Um, the very definition of an administrator's role is back-end access. In any case, what you do will end up being governed by the site's permissions.
(Everything below has been edited. This shows the folly of answering from memory, as the original answer has been invalidated by changes made since the last time I'd done any extensive relying on com_contact (I basically surrendered to the spammers and took that out of almost all of my sites and drastically curtailed what it did on the rest). My apologies for misleading, and my thanks for calling me on it. while I was checking to see if permissions were still available for some groups, I should have double-checked the site output that it was still the case. It's not.)

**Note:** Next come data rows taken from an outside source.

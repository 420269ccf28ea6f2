//! The transport boundary.
//!
//! The record layer never touches sockets; it pushes and pulls bytes through
//! this trait and suspends only here. `WouldBlock`/`Interrupted` are the two
//! recoverable outcomes: the caller retries the same record-layer call and
//! buffered state resumes it.

use thiserror::Error;

#[derive(Debug, Error, Clone, Copy, PartialEq, Eq)]
pub enum TransportError {
    #[error("transport would block")]
    WouldBlock,
    #[error("transport interrupted")]
    Interrupted,
    #[error("transport closed")]
    Closed,
    #[error("transport failed")]
    Failed,
}

/// Byte transport under a session.
///
/// Stream transports (TLS) may accept or return partial byte counts;
/// datagram transports (DTLS) must push whole datagrams and return whole
/// datagrams from `pull`.
pub trait Transport {
    /// Write bytes toward the peer. Returns the number accepted.
    fn push(&mut self, data: &[u8]) -> Result<usize, TransportError>;

    /// Read available bytes. `Ok(0)` means end of stream.
    fn pull(&mut self, out: &mut [u8]) -> Result<usize, TransportError>;

    /// Wait up to `ms` milliseconds for readability. Returns whether data is
    /// ready. `ms == 0` polls.
    fn pull_timeout(&mut self, ms: u32) -> Result<bool, TransportError>;
}

#[cfg(test)]
mod tests {
    use super::*;

    struct Echo(Vec<u8>);

    impl Transport for Echo {
        fn push(&mut self, data: &[u8]) -> Result<usize, TransportError> {
            self.0.extend_from_slice(data);
            Ok(data.len())
        }
        fn pull(&mut self, out: &mut [u8]) -> Result<usize, TransportError> {
            let n = out.len().min(self.0.len());
            if n == 0 {
                return Err(TransportError::WouldBlock);
            }
            out[..n].copy_from_slice(&self.0[..n]);
            self.0.drain(..n);
            Ok(n)
        }
        fn pull_timeout(&mut self, _ms: u32) -> Result<bool, TransportError> {
            Ok(!self.0.is_empty())
        }
    }

    #[test]
    fn test_object_safety_and_roundtrip() {
        let mut t: Box<dyn Transport> = Box::new(Echo(Vec::new()));
        assert_eq!(t.push(b"abc").unwrap(), 3);
        assert!(t.pull_timeout(0).unwrap());
        let mut buf = [0u8; 8];
        assert_eq!(t.pull(&mut buf).unwrap(), 3);
        assert_eq!(&buf[..3], b"abc");
        assert_eq!(t.pull(&mut buf), Err(TransportError::WouldBlock));
    }
}
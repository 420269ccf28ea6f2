//! Key-schedule binding: turning handshake-produced secrets into per-epoch
//! record keys.
//!
//! TLS 1.2 expands one key block with the PRF and slices it into
//! {client MAC, server MAC, client key, server key, client IV, server IV}.
//! TLS 1.3 derives per-direction traffic secrets with HKDF-Expand-Label and
//! re-expands them to `key`/`iv` pairs; a key update rotates the traffic
//! secret in place with the `"traffic upd"` label and re-arms only the
//! updated direction, copying the other direction from the previous epoch.

use cuirass_crypto::suite::{CipherKind, MacId, PrfHash};
use hkdf::Hkdf;
use log::debug;
use sha2::{Sha256, Sha384};
use zeroize::Zeroizing;

use crate::config::Role;
use crate::epoch::{EpochRel, EpochTable};
use crate::error::RecordError;
use crate::prf::prf_tls12;
use crate::wire::ProtocolVersion;

const KEY_EXPANSION_LABEL: &[u8] = b"key expansion";

const HANDSHAKE_CLIENT_TRAFFIC_LABEL: &[u8] = b"c hs traffic";
const HANDSHAKE_SERVER_TRAFFIC_LABEL: &[u8] = b"s hs traffic";
const APPLICATION_CLIENT_TRAFFIC_LABEL: &[u8] = b"c ap traffic";
const APPLICATION_SERVER_TRAFFIC_LABEL: &[u8] = b"s ap traffic";
const APPLICATION_TRAFFIC_UPDATE: &[u8] = b"traffic upd";

/// Which key installation a `set_keys` call performs.
#[derive(Debug, Clone, Copy, PartialEq, Eq)]
pub enum Stage {
    /// TLS 1.2 key-block expansion from the master secret.
    Tls12,
    /// 0-RTT: only one direction is armed.
    Early,
    Handshake,
    Application,
    /// TLS 1.3 KeyUpdate of our write direction.
    UpdateOurs,
    /// TLS 1.3 KeyUpdate of the peer's write (our read) direction.
    UpdatePeers,
}

/// TLS 1.3 traffic secrets, rotated in place across key updates.
/// All buffers are PRF-output length once set.
#[derive(Default)]
pub struct TrafficSecrets {
    pub temp_secret: Zeroizing<Vec<u8>>,
    pub early_client: Zeroizing<Vec<u8>>,
    pub hs_client: Zeroizing<Vec<u8>>,
    pub hs_server: Zeroizing<Vec<u8>>,
    pub ap_client: Zeroizing<Vec<u8>>,
    pub ap_server: Zeroizing<Vec<u8>>,
    pub resumption_master: Zeroizing<Vec<u8>>,
    pub exporter: Zeroizing<Vec<u8>>,
}

/// Keylog sink: `(label, secret)` pairs in NSS keylog terms.
pub type KeylogFn = dyn FnMut(&str, &[u8]) + Send;

// ---------------------------------------------------------------------------
// HKDF-Expand-Label (RFC 8446 section 7.1)
// ---------------------------------------------------------------------------

/// `HKDF-Expand-Label(secret, label, context, length)` with the
/// `"tls13 "` prefix.
pub fn hkdf_expand_label(
    hash: PrfHash,
    secret: &[u8],
    label: &[u8],
    context: &[u8],
    length: usize,
) -> Result<Zeroizing<Vec<u8>>, RecordError> {
    const LABEL_PREFIX: &[u8] = b"tls13 ";

    if label.len() + LABEL_PREFIX.len() > 255 || context.len() > 255 || length > 0xffff {
        return Err(RecordError::InvalidRequest);
    }

    let mut info = Vec::with_capacity(4 + LABEL_PREFIX.len() + label.len() + context.len());
    info.extend_from_slice(&(length as u16).to_be_bytes());
    info.push((LABEL_PREFIX.len() + label.len()) as u8);
    info.extend_from_slice(LABEL_PREFIX);
    info.extend_from_slice(label);
    info.push(context.len() as u8);
    info.extend_from_slice(context);

    let mut out = Zeroizing::new(vec![0u8; length]);
    match hash {
        PrfHash::Sha256 => Hkdf::<Sha256>::from_prk(secret)
            .map_err(|_| RecordError::InternalError)?
            .expand(&info, &mut out)
            .map_err(|_| RecordError::InternalError)?,
        PrfHash::Sha384 => Hkdf::<Sha384>::from_prk(secret)
            .map_err(|_| RecordError::InternalError)?
            .expand(&info, &mut out)
            .map_err(|_| RecordError::InternalError)?,
    }
    Ok(out)
}

/// `Derive-Secret(secret, label, transcript)` where the caller supplies the
/// transcript hash.
pub fn derive_secret(
    hash: PrfHash,
    secret: &[u8],
    label: &[u8],
    transcript_hash: &[u8],
) -> Result<Zeroizing<Vec<u8>>, RecordError> {
    hkdf_expand_label(hash, secret, label, transcript_hash, hash.output_size())
}

// ---------------------------------------------------------------------------
// Key schedule state
// ---------------------------------------------------------------------------

/// Everything the record layer holds on behalf of the key schedule: TLS 1.2
/// master secret and randoms, TLS 1.3 traffic secrets, and the keylog sink.
pub struct KeySchedule {
    pub prf: PrfHash,
    pub role: Role,
    pub master_secret: Zeroizing<Vec<u8>>,
    pub client_random: [u8; 32],
    pub server_random: [u8; 32],
    pub secrets: TrafficSecrets,
    /// Transcript hash at the point the current stage's secrets are derived
    /// (for Application: the hash at server Finished).
    pub transcript_hash: Vec<u8>,
    pub keylog: Option<Box<KeylogFn>>,
}

impl KeySchedule {
    pub fn new(role: Role) -> Self {
        KeySchedule {
            prf: PrfHash::Sha256,
            role,
            master_secret: Zeroizing::new(vec![0u8; 48]),
            client_random: [0u8; 32],
            server_random: [0u8; 32],
            secrets: TrafficSecrets::default(),
            transcript_hash: Vec::new(),
            keylog: None,
        }
    }

    fn emit_keylog(&mut self, label: &str, secret: &[u8]) {
        if let Some(cb) = self.keylog.as_mut() {
            cb(label, secret);
        }
    }

    /// Derive or copy keys into `epoch`'s slot per `stage`, build the cipher
    /// contexts, and mark the slot initialized. Idempotent on an already
    /// initialized slot.
    pub fn set_keys(
        &mut self,
        table: &EpochTable,
        version: ProtocolVersion,
        epoch: u16,
        stage: Stage,
    ) -> Result<(), RecordError> {
        let shared = table.get(EpochRel::Epoch(epoch))?;

        {
            let p = shared.lock();
            if p.initialized {
                return Ok(());
            }
            if p.mac.id == MacId::Null && p.cipher.key_size == 0 {
                // No suite was ever bound to this slot.
                return Err(RecordError::UnsupportedAlgorithm);
            }
        }

        debug!("initializing epoch #{epoch}");

        if version.tls13_sem() {
            self.set_keys_tls13(table, &shared, stage)?;
        } else {
            if stage != Stage::Tls12 {
                return Err(RecordError::InvalidRequest);
            }
            self.set_keys_tls12(version, &shared)?;
        }

        let mut p = shared.lock();
        let cipher = p.cipher;
        match stage {
            Stage::Early => {
                // Only one direction is armed for 0-RTT.
                if self.role == Role::Client {
                    p.write.init_context(cipher)?;
                } else {
                    p.read.init_context(cipher)?;
                }
            }
            _ => {
                p.read.init_context(cipher)?;
                p.write.init_context(cipher)?;
            }
        }
        p.window.reset();
        p.initialized = true;

        debug!("epoch #{epoch} ready");
        Ok(())
    }

    // -- TLS 1.2 -----------------------------------------------------------

    fn set_keys_tls12(
        &mut self,
        version: ProtocolVersion,
        shared: &crate::epoch::SharedParams,
    ) -> Result<(), RecordError> {
        let mut guard = shared.lock();
        let p = &mut *guard;

        let mac_size = p.mac.key_size;
        let key_size = p.cipher.key_size;
        // AEAD suites derive only the implicit nonce part; block suites get
        // a full-IV share even though the per-record IV supersedes it.
        let iv_size = if version.explicit_iv() && p.cipher.kind != CipherKind::Block {
            p.cipher.implicit_iv
        } else {
            p.cipher.iv_size
        };

        let mut seed = [0u8; 64];
        seed[..32].copy_from_slice(&self.server_random);
        seed[32..].copy_from_slice(&self.client_random);

        let block_len = 2 * (mac_size + key_size + iv_size);
        let key_block = prf_tls12(
            self.prf,
            &self.master_secret,
            KEY_EXPANSION_LABEL,
            &seed,
            block_len,
        )?;

        let (client, server) = match self.role {
            Role::Client => (&mut p.write, &mut p.read),
            Role::Server => (&mut p.read, &mut p.write),
        };

        let mut pos = 0;
        let take = |n: usize, pos: &mut usize| {
            let s = Zeroizing::new(key_block[*pos..*pos + n].to_vec());
            *pos += n;
            s
        };

        client.mac_key = take(mac_size, &mut pos);
        server.mac_key = take(mac_size, &mut pos);
        client.key = take(key_size, &mut pos);
        server.key = take(key_size, &mut pos);
        client.iv = take(iv_size, &mut pos);
        server.iv = take(iv_size, &mut pos);

        Ok(())
    }

    // -- TLS 1.3 -----------------------------------------------------------

    fn set_keys_tls13(
        &mut self,
        table: &EpochTable,
        shared: &crate::epoch::SharedParams,
        stage: Stage,
    ) -> Result<(), RecordError> {
        match stage {
            Stage::Early => self.tls13_early_keys(shared),
            Stage::Handshake | Stage::Application => self.tls13_both_directions(shared, stage),
            Stage::UpdateOurs | Stage::UpdatePeers => self.tls13_update_keys(table, shared, stage),
            Stage::Tls12 => Err(RecordError::InvalidRequest),
        }
    }

    fn expand_key_iv(
        &self,
        secret: &[u8],
        key_size: usize,
        iv_size: usize,
    ) -> Result<(Zeroizing<Vec<u8>>, Zeroizing<Vec<u8>>), RecordError> {
        let key = hkdf_expand_label(self.prf, secret, b"key", b"", key_size)?;
        let iv = hkdf_expand_label(self.prf, secret, b"iv", b"", iv_size)?;
        Ok((key, iv))
    }

    fn tls13_early_keys(&mut self, shared: &crate::epoch::SharedParams) -> Result<(), RecordError> {
        if self.secrets.early_client.is_empty() {
            return Err(RecordError::InvalidRequest);
        }

        let mut p = shared.lock();
        let (key_size, iv_size) = (p.cipher.key_size, p.cipher.iv_size);
        let (key, iv) = self.expand_key_iv(&self.secrets.early_client, key_size, iv_size)?;

        let early = match self.role {
            Role::Client => &mut p.write,
            Role::Server => &mut p.read,
        };
        early.mac_key = Zeroizing::new(Vec::new());
        early.key = key;
        early.iv = iv;
        Ok(())
    }

    fn tls13_both_directions(
        &mut self,
        shared: &crate::epoch::SharedParams,
        stage: Stage,
    ) -> Result<(), RecordError> {
        let prf = self.prf;
        let transcript = self.transcript_hash.clone();

        let (c_label, s_label, c_keylog, s_keylog) = if stage == Stage::Handshake {
            (
                HANDSHAKE_CLIENT_TRAFFIC_LABEL,
                HANDSHAKE_SERVER_TRAFFIC_LABEL,
                "CLIENT_HANDSHAKE_TRAFFIC_SECRET",
                "SERVER_HANDSHAKE_TRAFFIC_SECRET",
            )
        } else {
            (
                APPLICATION_CLIENT_TRAFFIC_LABEL,
                APPLICATION_SERVER_TRAFFIC_LABEL,
                "CLIENT_TRAFFIC_SECRET_0",
                "SERVER_TRAFFIC_SECRET_0",
            )
        };

        let ckey = derive_secret(prf, &self.secrets.temp_secret, c_label, &transcript)?;
        let skey = derive_secret(prf, &self.secrets.temp_secret, s_label, &transcript)?;
        self.emit_keylog(c_keylog, &ckey);
        self.emit_keylog(s_keylog, &skey);

        let mut guard = shared.lock();
        let p = &mut *guard;
        let (key_size, iv_size) = (p.cipher.key_size, p.cipher.iv_size);
        let (c_key, c_iv) = self.expand_key_iv(&ckey, key_size, iv_size)?;
        let (s_key, s_iv) = self.expand_key_iv(&skey, key_size, iv_size)?;

        let (client, server) = match self.role {
            Role::Client => (&mut p.write, &mut p.read),
            Role::Server => (&mut p.read, &mut p.write),
        };
        client.mac_key = Zeroizing::new(Vec::new());
        server.mac_key = Zeroizing::new(Vec::new());
        client.key = c_key;
        client.iv = c_iv;
        server.key = s_key;
        server.iv = s_iv;
        drop(guard);

        if stage == Stage::Handshake {
            self.secrets.hs_client = ckey;
            self.secrets.hs_server = skey;
        } else {
            self.secrets.ap_client = ckey;
            self.secrets.ap_server = skey;
        }
        Ok(())
    }

    fn tls13_update_keys(
        &mut self,
        table: &EpochTable,
        shared: &crate::epoch::SharedParams,
        stage: Stage,
    ) -> Result<(), RecordError> {
        // Copy the direction that is not being updated from the epoch it is
        // still live in.
        let prev_rel = if stage == Stage::UpdateOurs {
            EpochRel::ReadCurrent
        } else {
            EpochRel::WriteCurrent
        };
        let prev = table.get(prev_rel)?;

        {
            let prev = prev.lock();
            let mut p = shared.lock();
            let (src, dst) = if stage == Stage::UpdateOurs {
                (&prev.read, &mut p.read)
            } else {
                (&prev.write, &mut p.write)
            };
            dst.sequence_number = src.sequence_number;
            dst.key = src.key.clone();
            dst.iv = src.iv.clone();
            dst.mac_key = Zeroizing::new(Vec::new());
        }

        // Rotate the traffic secret of the direction being updated.
        let update_client = (self.role == Role::Client && stage == Stage::UpdateOurs)
            || (self.role == Role::Server && stage == Stage::UpdatePeers);
        let secret = if update_client {
            &mut self.secrets.ap_client
        } else {
            &mut self.secrets.ap_server
        };
        if secret.is_empty() {
            return Err(RecordError::InternalError);
        }
        *secret = hkdf_expand_label(
            self.prf,
            secret,
            APPLICATION_TRAFFIC_UPDATE,
            b"",
            self.prf.output_size(),
        )?;

        let rotated = secret.clone();
        let mut p = shared.lock();
        let (key_size, iv_size) = (p.cipher.key_size, p.cipher.iv_size);
        let (key, iv) = self.expand_key_iv(&rotated, key_size, iv_size)?;

        let upd = if stage == Stage::UpdateOurs {
            &mut p.write
        } else {
            &mut p.read
        };
        upd.mac_key = Zeroizing::new(Vec::new());
        upd.key = key;
        upd.iv = iv;
        // The updated direction starts over at sequence 0.
        upd.sequence_number = 0;
        Ok(())
    }
}
//! Host build context abstraction.
//!
//! The engine never resolves dependencies itself. A [`BuildContext`]
//! exposes the host's named resolution scopes and the artefacts each one
//! resolves to.

use crate::artifact::ArtifactId;
use camino::Utf8PathBuf;
use thiserror::Error;

/// An artefact produced by resolving a scope.
#[derive(Debug, Clone, PartialEq, Eq)]
pub struct ResolvedArtifact {
    /// Identity of the artefact.
    pub id: ArtifactId,
    /// Archive file backing the artefact. It may be absent on disk.
    pub file: Utf8PathBuf,
}

/// Errors raised while resolving a single scope.
#[derive(Debug, Clone, PartialEq, Eq, Error)]
pub enum ResolutionError {
    /// The scope does not exist or cannot be resolved.
    #[error("scope {scope} is not resolvable")]
    NotResolvable {
        /// Name of the scope.
        scope: String,
    },

    /// A declared dependency could not be found in any repository.
    #[error("could not find {coordinate} in any repository")]
    NotFound {
        /// Coordinate of the missing dependency.
        coordinate: String,
    },

    /// A declared dependency is not a valid coordinate.
    #[error("invalid dependency coordinate \"{value}\": {reason}")]
    InvalidCoordinate {
        /// The rejected coordinate.
        value: String,
        /// Description of the validation failure.
        reason: String,
    },
}

/// Access to the host's dependency resolution scopes.
#[cfg_attr(test, mockall::automock)]
pub trait BuildContext {
    /// Names of every scope the host knows about, in declaration order.
    fn scope_names(&self) -> Vec<String>;

    /// Whether `scope` exists and can be resolved.
    fn is_resolvable(&self, scope: &str) -> bool;

    /// Resolve `scope` to its artefacts.
    ///
    /// # Errors
    ///
    /// Returns a [`ResolutionError`] when any part of the scope cannot be
    /// resolved.
    fn resolve(&self, scope: &str) -> Result<Vec<ResolvedArtifact>, ResolutionError>;
}
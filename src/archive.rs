//! Read-only access to SkillsJar archives.
//!
//! Each pass over an archive opens its own [`SkillsJar`]; the underlying
//! file handle is released when the value is dropped, on every exit path.

use crate::error::{ExtractError, Result};
use camino::{Utf8Path, Utf8PathBuf};
use std::fs::{File, OpenOptions};
use std::io;
use zip::ZipArchive;

/// Name and kind of a single archive entry.
#[derive(Debug, Clone, PartialEq, Eq)]
pub struct ArchiveEntry {
    /// Position of the entry within the archive.
    pub index: usize,
    /// Full entry name, using `/` separators.
    pub name: String,
    /// Whether the entry is a directory.
    pub is_dir: bool,
}

/// An open, read-only SkillsJar archive.
pub struct SkillsJar {
    path: Utf8PathBuf,
    archive: ZipArchive<File>,
}

impl SkillsJar {
    /// Open the archive at `path`.
    ///
    /// # Errors
    ///
    /// Returns [`ExtractError::Io`] if the file cannot be opened and
    /// [`ExtractError::Archive`] if it is not a readable zip archive.
    pub fn open(path: &Utf8Path) -> Result<Self> {
        let file = File::open(path)?;
        let archive = ZipArchive::new(file).map_err(|source| ExtractError::Archive {
            path: path.to_owned(),
            source,
        })?;

        Ok(Self {
            path: path.to_owned(),
            archive,
        })
    }

    /// Path of the open archive.
    #[must_use]
    pub fn path(&self) -> &Utf8Path {
        &self.path
    }

    /// List every entry in archive order without decompressing anything.
    ///
    /// # Errors
    ///
    /// Returns [`ExtractError::Archive`] if an entry header cannot be read.
    pub fn entries(&mut self) -> Result<Vec<ArchiveEntry>> {
        (0..self.archive.len())
            .map(|index| {
                let entry = self
                    .archive
                    .by_index_raw(index)
                    .map_err(|source| ExtractError::Archive {
                        path: self.path.clone(),
                        source,
                    })?;
                Ok(ArchiveEntry {
                    index,
                    name: entry.name().to_owned(),
                    is_dir: entry.is_dir(),
                })
            })
            .collect()
    }

    /// Copy the decompressed bytes of entry `index` into a new file at
    /// `dest`, creating missing parent directories.
    ///
    /// The destination must not already exist.
    ///
    /// # Errors
    ///
    /// Returns [`ExtractError::Archive`] if the entry cannot be read and
    /// [`ExtractError::Io`] if the destination cannot be written.
    pub fn copy_entry(&mut self, index: usize, dest: &Utf8Path) -> Result<u64> {
        let mut entry = self
            .archive
            .by_index(index)
            .map_err(|source| ExtractError::Archive {
                path: self.path.clone(),
                source,
            })?;

        if let Some(parent) = dest.parent() {
            std::fs::create_dir_all(parent)?;
        }

        let mut output = OpenOptions::new()
            .write(true)
            .create_new(true)
            .open(dest)?;
        Ok(io::copy(&mut entry, &mut output)?)
    }
}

Logged-in users should be given buttons on the front-end, but that's been removed. I understand why (it gives people not normally given access to the back end the ability to change the destination of emails sent by the system to a contact, not something that should be done as a general rule).
This means the simplest answer is adding in a different component for contact handling, one that allows for front-end editing.
If you really want to do this with com_contact, however, the way to add the button is simple, but getting more functionality out of it will require forking com_content, I'm afraid. The button code can be added in your template override by testing for permission to edit, and if it's permitted, add the button.
The fork of com_contact will need to make the model and form from the admin side usable on the site side, either directly or by copy/paste into site models, because the default "edit" form on the front-end is for sending email to the contact, not modifying the contact. You'll need to add a model analogous to the one found in 'form.php' in com_content, or simply recreate the contact form model from the admin side.
Yes, I glossed over the details for coding that, simply because covering all the details of that is a book chapter, not a StackExchange answer. It's possible to simply duplicate the admin side pieces by adding the contact admin model as use and then extending it with the PHP class, which sounds simpler but still has some bumps to smooth out.
Honestly, my best recommendations are to keep doing it via back-end or use an add-on for it; forking com_contact and all the individual maintenance that implies (especially with J!4 coming) is probably more effort than its worth.